+++ Record excerpts

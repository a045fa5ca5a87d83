//! OS metric sampling. The blocking `sample` call is the loop's clock.

use std::{fmt, time::Duration};

use serde::{Deserialize, Serialize};
use sysinfo::{Networks, System};
use tracing::trace;

use crate::cancel::CancellationToken;
use crate::config::NetworkConfig;
use crate::error::SamplingError;
use crate::network::{byte_delta, network_percent, InterfaceSelection, NetCounters};
use crate::util::describe_traffic;

#[derive(Debug, Clone, Copy, PartialEq, Eq, Hash, Serialize, Deserialize)]
#[serde(rename_all = "snake_case")]
pub enum Metric {
    Network,
    Cpu,
}

impl fmt::Display for Metric {
    fn fmt(&self, f: &mut fmt::Formatter<'_>) -> fmt::Result {
        match self {
            Metric::Network => write!(f, "network"),
            Metric::Cpu => write!(f, "cpu"),
        }
    }
}

/// One tick's readings, both in `[0, 100]`.
#[derive(Debug, Clone, Copy, PartialEq, Default)]
pub struct Sample {
    pub network_percent: f64,
    pub cpu_percent: f64,
}

impl Sample {
    pub fn get(&self, metric: Metric) -> f64 {
        match metric {
            Metric::Network => self.network_percent,
            Metric::Cpu => self.cpu_percent,
        }
    }
}

/// Source of per-tick samples.
///
/// `sample` blocks for `interval` and reports activity over that span, so it
/// doubles as the scheduler's tick provider. A non-blocking timer paired with
/// an async metric fetch can stand in without touching the window logic.
pub trait MetricSampler {
    fn sample(&mut self, interval: Duration) -> Result<Sample, SamplingError>;
}

impl<S: MetricSampler + ?Sized> MetricSampler for Box<S> {
    fn sample(&mut self, interval: Duration) -> Result<Sample, SamplingError> {
        (**self).sample(interval)
    }
}

/// Samples the host through `sysinfo`.
///
/// CPU usage is measured between two refreshes: the previous call (or
/// construction) and the end of this interval. With a zero interval that is
/// the usage since the last call, like a non-blocking utilization query.
pub struct SystemSampler {
    system: System,
    networks: Networks,
    selection: InterfaceSelection,
    max_bandwidth: u64,
    cancel: CancellationToken,
}

impl SystemSampler {
    pub fn new(
        network: &NetworkConfig,
        max_bandwidth: u64,
        cancel: CancellationToken,
    ) -> Result<Self, SamplingError> {
        if !sysinfo::IS_SUPPORTED_SYSTEM {
            return Err(SamplingError::Unsupported);
        }
        let selection = InterfaceSelection::resolve(network)?;

        let mut system = System::new();
        system.refresh_cpu_usage();
        let networks = Networks::new_with_refreshed_list();

        let sampler = Self {
            system,
            networks,
            selection,
            max_bandwidth,
            cancel,
        };
        // fail at startup rather than on the first tick
        sampler.read_counters()?;
        Ok(sampler)
    }

    fn read_counters(&self) -> Result<NetCounters, SamplingError> {
        let list = self.networks.list();
        if let Some(missing) = self.selection.required().find(|name| !list.contains_key(*name)) {
            return Err(SamplingError::InterfaceVanished(missing.to_string()));
        }

        let mut counters = NetCounters::default();
        for (name, data) in list {
            if self.selection.includes(name) {
                counters.bytes_recv = counters.bytes_recv.wrapping_add(data.total_received());
                counters.bytes_sent = counters.bytes_sent.wrapping_add(data.total_transmitted());
            }
        }
        Ok(counters)
    }
}

impl MetricSampler for SystemSampler {
    fn sample(&mut self, interval: Duration) -> Result<Sample, SamplingError> {
        self.networks.refresh();
        let before = self.read_counters()?;

        // interrupted waits still report, the scheduler discards the tick
        if !interval.is_zero() {
            self.cancel.wait_timeout(interval);
        }

        self.system.refresh_cpu_usage();
        let cpu = f64::from(self.system.global_cpu_usage());
        self.networks.refresh();
        let after = self.read_counters()?;

        let delta = byte_delta(before, after).max(0) as u64;
        trace!(
            traffic = %describe_traffic(delta, interval, self.max_bandwidth),
            "network counters"
        );

        Ok(Sample {
            network_percent: network_percent(before, after, self.max_bandwidth),
            cpu_percent: if cpu.is_finite() { cpu.clamp(0.0, 100.0) } else { 0.0 },
        })
    }
}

++++++

Goal of the exercise
Among the entries above, copy exactly only the lines starting with the one containing "timer paired with" and going through the one containing "let mut counters", both ends included.

Final answer
/// doubles as the scheduler's tick provider. A non-blocking timer paired with
/// an async metric fetch can stand in without touching the window logic.
pub trait MetricSampler {
    fn sample(&mut self, interval: Duration) -> Result<Sample, SamplingError>;
}

impl<S: MetricSampler + ?Sized> MetricSampler for Box<S> {
    fn sample(&mut self, interval: Duration) -> Result<Sample, SamplingError> {
        (**self).sample(interval)
    }
}

/// Samples the host through `sysinfo`.
///
/// CPU usage is measured between two refreshes: the previous call (or
/// construction) and the end of this interval. With a zero interval that is
/// the usage since the last call, like a non-blocking utilization query.
pub struct SystemSampler {
    system: System,
    networks: Networks,
    selection: InterfaceSelection,
    max_bandwidth: u64,
    cancel: CancellationToken,
}

impl SystemSampler {
    pub fn new(
        network: &NetworkConfig,
        max_bandwidth: u64,
        cancel: CancellationToken,
    ) -> Result<Self, SamplingError> {
        if !sysinfo::IS_SUPPORTED_SYSTEM {
            return Err(SamplingError::Unsupported);
        }
        let selection = InterfaceSelection::resolve(network)?;

        let mut system = System::new();
        system.refresh_cpu_usage();
        let networks = Networks::new_with_refreshed_list();

        let sampler = Self {
            system,
            networks,
            selection,
            max_bandwidth,
            cancel,
        };
        // fail at startup rather than on the first tick
        sampler.read_counters()?;
        Ok(sampler)
    }

    fn read_counters(&self) -> Result<NetCounters, SamplingError> {
        let list = self.networks.list();
        if let Some(missing) = self.selection.required().find(|name| !list.contains_key(*name)) {
            return Err(SamplingError::InterfaceVanished(missing.to_string()));
        }

        let mut counters = NetCounters::default();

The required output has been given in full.